**What you have to do:** Beginning with the very first line, please reproduce the entries exactly through the line containing "pub struct RunStats".

**Provided material:**
++++

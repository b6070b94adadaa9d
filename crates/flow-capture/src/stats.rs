use serde::ser::{Serialize, SerializeStruct, Serializer};
use std::fmt;
use std::time::Duration;

/// Aggregate throughput of one capture run.
#[derive(Clone, Copy, Debug, PartialEq)]
pub struct RunStats {
    /// Read attempts, including the terminal failed read if there was one.
    pub frame_count: u64,
    pub elapsed: Duration,
    /// Native source width.
    pub width: u32,
    /// Native source height.
    pub height: u32,
    pub scaledown: u32,
}

impl RunStats {
    pub fn elapsed_secs(&self) -> f64 {
        self.elapsed.as_secs_f64()
    }

    /// Frames per second. Infinite when no measurable time elapsed.
    pub fn fps(&self) -> f64 {
        self.frame_count as f64 / self.elapsed_secs()
    }

    /// Reported resolution: native size divided by scaledown, truncated.
    pub fn display_size(&self) -> (u32, u32) {
        let s = self.scaledown.max(1);
        (self.width / s, self.height / s)
    }
}

impl fmt::Display for RunStats {
    fn fmt(&self, f: &mut fmt::Formatter<'_>) -> fmt::Result {
        let (w, h) = self.display_size();
        write!(
            f,
            "{}x{} image: {} frames in {:.3} sec = {:.3} frames / sec",
            w,
            h,
            self.frame_count,
            self.elapsed_secs(),
            self.fps()
        )
    }
}

impl Serialize for RunStats {
    fn serialize<S: Serializer>(&self, serializer: S) -> Result<S::Ok, S::Error> {
        let (w, h) = self.display_size();
        let mut st = serializer.serialize_struct("RunStats", 8)?;
        st.serialize_field("width", &self.width)?;
        st.serialize_field("height", &self.height)?;
        st.serialize_field("scaledown", &self.scaledown)?;
        st.serialize_field("display_width", &w)?;
        st.serialize_field("display_height", &h)?;
        st.serialize_field("frame_count", &self.frame_count)?;
        st.serialize_field("elapsed_secs", &self.elapsed_secs())?;
        st.serialize_field("fps", &self.fps())?;
        st.end()
    }
}
use crate::{Frame, FrameProcessor, PixelFormat, ProcessorConfig};
use opencv::prelude::*;
use opencv::{core, highgui, imgproc, video};
use tracing::{debug, warn};

const KEY_ESC: i32 = 27;

/// Display processor: draws a grid of dense-flow vectors over the
/// downscaled grayscale frame and stops on ESC or `q`.
pub struct FlowWindow {
    config: ProcessorConfig,
    prev: Option<core::Mat>,
}

impl FlowWindow {
    pub fn new(config: ProcessorConfig) -> crate::Result<Self> {
        highgui::named_window(&config.window_label, highgui::WINDOW_AUTOSIZE)
            .map_err(|e| crate::Error::Backend(e.to_string()))?;
        Ok(Self { config, prev: None })
    }

    fn to_gray(&self, frame: &Frame) -> opencv::Result<core::Mat> {
        let channels = frame.pixel_format.bytes_per_pixel() as i32;
        let flat = core::Mat::from_slice(&frame.data)?;
        let src = flat.reshape(channels, frame.height as i32)?;

        let mut gray = core::Mat::default();
        match frame.pixel_format {
            PixelFormat::Bgr8 => imgproc::cvt_color(&src, &mut gray, imgproc::COLOR_BGR2GRAY, 0)?,
            PixelFormat::Rgb8 => imgproc::cvt_color(&src, &mut gray, imgproc::COLOR_RGB2GRAY, 0)?,
            PixelFormat::Gray8 => gray = src.try_clone()?,
        }

        let (w, h) = self.config.scaled_size(frame.width, frame.height);
        if self.config.scaledown <= 1 {
            return Ok(gray);
        }
        let mut small = core::Mat::default();
        imgproc::resize(
            &gray,
            &mut small,
            core::Size::new(w as i32, h as i32),
            0.0,
            0.0,
            imgproc::INTER_LINEAR,
        )?;
        Ok(small)
    }

    fn draw_vectors(&self, gray: &core::Mat, flow: &core::Mat) -> opencv::Result<core::Mat> {
        let mut vis = core::Mat::default();
        imgproc::cvt_color(gray, &mut vis, imgproc::COLOR_GRAY2BGR, 0)?;
        let step = self.config.move_step.max(1) as usize;
        let color = core::Scalar::new(0.0, 255.0, 0.0, 0.0);
        for y in (step / 2..gray.rows() as usize).step_by(step) {
            for x in (step / 2..gray.cols() as usize).step_by(step) {
                let v = flow.at_2d::<core::Vec2f>(y as i32, x as i32)?;
                let from = core::Point::new(x as i32, y as i32);
                let to = core::Point::new(
                    (x as f32 + v[0]).round() as i32,
                    (y as f32 + v[1]).round() as i32,
                );
                imgproc::line(&mut vis, from, to, color, 1, imgproc::LINE_8, 0)?;
                imgproc::circle(&mut vis, to, 1, color, -1, imgproc::LINE_8, 0)?;
            }
        }
        Ok(vis)
    }

    fn step(&mut self, frame: &Frame) -> opencv::Result<bool> {
        let gray = self.to_gray(frame)?;
        let shown = match self.prev.take() {
            Some(prev) if prev.size()? == gray.size()? => {
                let mut flow = core::Mat::default();
                video::calc_optical_flow_farneback(
                    &prev, &gray, &mut flow, 0.5, 3, 15, 3, 5, 1.2, 0,
                )?;
                self.draw_vectors(&gray, &flow)?
            }
            _ => gray.try_clone()?,
        };
        highgui::imshow(&self.config.window_label, &shown)?;
        self.prev = Some(gray);

        let key = highgui::wait_key(1)? & 0xFF;
        if key == KEY_ESC || key == i32::from(b'q') {
            debug!(key, "quit key pressed");
            return Ok(false);
        }
        Ok(true)
    }
}

impl FrameProcessor for FlowWindow {
    fn process(&mut self, frame: &mut Frame) -> bool {
        if let Err(e) = frame.check_len() {
            warn!(error = %e, "malformed frame; stopping");
            return false;
        }
        match self.step(frame) {
            Ok(keep_going) => keep_going,
            Err(e) => {
                warn!(error = %e, "flow window failed; stopping");
                false
            }
        }
    }
}

impl Drop for FlowWindow {
    fn drop(&mut self) {
        let _ = highgui::destroy_window(&self.config.window_label);
    }
}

++++

**Finished exercise:**
repository b6070b94adadaa9d
filename crates/flow-capture/src/stats.rs
use serde::ser::{Serialize, SerializeStruct, Serializer};
use std::fmt;
use std::time::Duration;

/// Aggregate throughput of one capture run.
#[derive(Clone, Copy, Debug, PartialEq)]
pub struct RunStats {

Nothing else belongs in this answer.